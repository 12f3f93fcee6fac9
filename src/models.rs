use serde::Serialize;
use std::collections::BTreeMap;

/// Opaque tconst-style identifier of a series (`tt0903747`)
pub type SeriesId = String;

/// Opaque tconst-style identifier of an episode
pub type EpisodeId = String;

#[derive(Debug, Clone, Copy, PartialEq)]
pub struct RatingRecord {
    pub average_rating: f64,
    pub num_votes: u64,
}

/// A row of the ratings dump, keyed by the title it rates.
#[derive(Debug, Clone, PartialEq)]
pub struct RatingRow {
    pub id: String,
    pub rating: RatingRecord,
}

/// Placement of an episode inside its parent series. Rows with an unknown
/// season or episode number never make it this far.
#[derive(Debug, Clone, PartialEq, Eq)]
pub struct EpisodeLinkRecord {
    pub episode_id: EpisodeId,
    pub series_id: SeriesId,
    pub season_number: u32,
    pub episode_number: u32,
}

#[derive(Debug, Clone, Copy, PartialEq, Eq)]
pub enum TitleType {
    Series,
    MiniSeries,
    Episode,
}

impl TitleType {
    /// Maps the dump's `titleType` column; movies, shorts, games etc. are `None`.
    pub fn parse(value: &str) -> Option<Self> {
        match value {
            "tvSeries" => Some(TitleType::Series),
            "tvMiniSeries" => Some(TitleType::MiniSeries),
            "tvEpisode" => Some(TitleType::Episode),
            _ => None,
        }
    }

    pub fn is_series(self) -> bool {
        matches!(self, TitleType::Series | TitleType::MiniSeries)
    }
}

#[derive(Debug, Clone, PartialEq, Default)]
pub struct Basics {
    pub primary_title: String,
    pub start_year: Option<u32>,
    pub end_year: Option<u32>,
    pub runtime_minutes: Option<u32>,
    pub is_adult: bool,
    pub genres: Vec<String>,
}

#[derive(Debug, Clone, PartialEq)]
pub struct TitleRecord {
    pub id: String,
    pub title_type: TitleType,
    pub basics: Basics,
}

/// Per-series join state. Created by the first episode link that references
/// the series, which is also when its rating is moved in.
#[derive(Debug, Clone)]
pub struct SeriesAccumulator {
    pub rating: RatingRecord,
    pub basics: Option<Basics>,
    pub episode_ids: Vec<EpisodeId>, // link order
}

#[derive(Debug, Clone)]
pub struct EpisodeAccumulator {
    pub season_number: u32,
    pub episode_number: u32,
    pub rating: RatingRecord,
    pub primary_title: Option<String>,
}

/// Season number -> episode number -> episode. Integer keys serialize as JSON
/// object keys in ascending numeric order.
pub type EpisodeMap = BTreeMap<u32, BTreeMap<u32, EpisodeEntry>>;

#[derive(Debug, Clone, PartialEq, Serialize)]
pub struct EpisodeEntry {
    pub id: EpisodeId,
    #[serde(rename = "pT")]
    pub primary_title: String,
    #[serde(rename = "aR")]
    pub average_rating: f64,
    #[serde(rename = "nV")]
    pub num_votes: u64,
}

/// One element of `search.json`.
#[derive(Debug, Clone, PartialEq, Serialize)]
pub struct SearchRecord {
    pub id: SeriesId,
    #[serde(rename = "pT")]
    pub primary_title: String,
    #[serde(rename = "sY")]
    pub start_year: Option<u32>,
    #[serde(rename = "nV")]
    pub num_votes: u64,
}

/// Contents of `<seriesId>.json`.
#[derive(Debug, Clone, PartialEq, Serialize)]
pub struct SeriesDetails {
    pub id: SeriesId,
    #[serde(rename = "pT")]
    pub primary_title: String,
    #[serde(rename = "sY")]
    pub start_year: Option<u32>,
    #[serde(rename = "eY")]
    pub end_year: Option<u32>,
    #[serde(rename = "rM")]
    pub runtime_minutes: Option<u32>,
    #[serde(rename = "aR")]
    pub average_rating: f64,
    #[serde(rename = "nV")]
    pub num_votes: u64,
    #[serde(rename = "iA")]
    pub is_adult: bool,
    #[serde(rename = "g")]
    pub genres: Vec<String>,
    #[serde(rename = "eI")]
    pub episode_index: Vec<u32>,
    #[serde(rename = "sI")]
    pub seasons_index: Vec<u32>,
    #[serde(rename = "eM")]
    pub episode_map: EpisodeMap,
}
/// Ratings dump (`tconst, averageRating, numVotes`)
pub const DEFAULT_RATINGS_URL: &str = "https://datasets.imdbws.com/title.ratings.tsv.gz";

/// Episode link dump (`tconst, parentTconst, seasonNumber, episodeNumber`)
pub const DEFAULT_EPISODES_URL: &str = "https://datasets.imdbws.com/title.episode.tsv.gz";

/// Title basics dump, by far the largest of the three
pub const DEFAULT_TITLES_URL: &str = "https://datasets.imdbws.com/title.basics.tsv.gz";

/// Series output directory; cleared at the start of every run
pub const DEFAULT_OUTPUT_DIR: &str = "tmp/imdb/tv";

/// Search index file name, written inside the series directory
pub const SEARCH_FILE_NAME: &str = "search.json";

/// Token the dumps use for a null field
pub const NULL_SENTINEL: &str = "\\N";

/// Progress update interval (tick every N rows)
pub const PROGRESS_INTERVAL: u64 = 100_000;

/// TCP connect timeout for dataset downloads
pub const CONNECT_TIMEOUT_SECS: u64 = 30;

/// Buffer size for the search index and per-series writers
pub const WRITE_BUFFER_SIZE: usize = 128 * 1024;

/// Where each dataset is fetched from. Locators starting with `http://` or
/// `https://` are downloaded, anything else is read as a local file path.
#[derive(Debug, Clone, PartialEq, Eq)]
pub struct SourceSet {
    pub ratings: String,
    pub episodes: String,
    pub titles: String,
}

impl Default for SourceSet {
    fn default() -> Self {
        Self {
            ratings: DEFAULT_RATINGS_URL.to_string(),
            episodes: DEFAULT_EPISODES_URL.to_string(),
            titles: DEFAULT_TITLES_URL.to_string(),
        }
    }
}
use crate::assemble::AssemblyStats;
use crate::dataset::Discard;
use crate::index::Outcome;
use std::collections::BTreeMap;
use std::time::Duration;

/// Row counters for one dataset pass.
#[derive(Debug, Default, Clone, PartialEq, Eq)]
pub struct PassStats {
    pub rows: u64,
    pub kept: u64,
    pub discarded: BTreeMap<Discard, u64>,
    pub elapsed: Duration,
}

impl PassStats {
    pub fn new() -> Self {
        Self::default()
    }

    pub fn record(&mut self, outcome: Outcome) {
        self.rows += 1;
        match outcome {
            Outcome::Kept => self.kept += 1,
            Outcome::Discarded(reason) => *self.discarded.entry(reason).or_insert(0) += 1,
        }
    }

    pub fn discarded(&self, reason: Discard) -> u64 {
        self.discarded.get(&reason).copied().unwrap_or(0)
    }

    pub fn total_discarded(&self) -> u64 {
        self.discarded.values().sum()
    }
}

/// Statistics collected during one run.
#[derive(Debug, Default, Clone, PartialEq)]
pub struct ExtractionStats {
    pub ratings: PassStats,
    pub episodes: PassStats,
    pub titles: PassStats,
    pub assembly: AssemblyStats,
    pub assembly_elapsed: Duration,
}

impl ExtractionStats {
    pub fn new() -> Self {
        Self::default()
    }

    pub fn series(&self) -> u64 {
        self.assembly.series_emitted
    }

    pub fn episodes_emitted(&self) -> u64 {
        self.assembly.episodes_emitted
    }

    pub fn series_dropped(&self) -> u64 {
        self.assembly.series_dropped
    }

    pub fn rows_read(&self) -> u64 {
        self.ratings.rows + self.episodes.rows + self.titles.rows
    }

    pub fn total_elapsed(&self) -> Duration {
        self.ratings.elapsed + self.episodes.elapsed + self.titles.elapsed + self.assembly_elapsed
    }
}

**What to produce:** Using only the entries above, output the line with "self.rows += 1;", the line with "pub struct ExtractionStats", and all lines between them, exactly as they stand.

**Answer below:**
        self.rows += 1;
        match outcome {
            Outcome::Kept => self.kept += 1,
            Outcome::Discarded(reason) => *self.discarded.entry(reason).or_insert(0) += 1,
        }
    }

    pub fn discarded(&self, reason: Discard) -> u64 {
        self.discarded.get(&reason).copied().unwrap_or(0)
    }

    pub fn total_discarded(&self) -> u64 {
        self.discarded.values().sum()
    }
}

/// Statistics collected during one run.
#[derive(Debug, Default, Clone, PartialEq)]
pub struct ExtractionStats {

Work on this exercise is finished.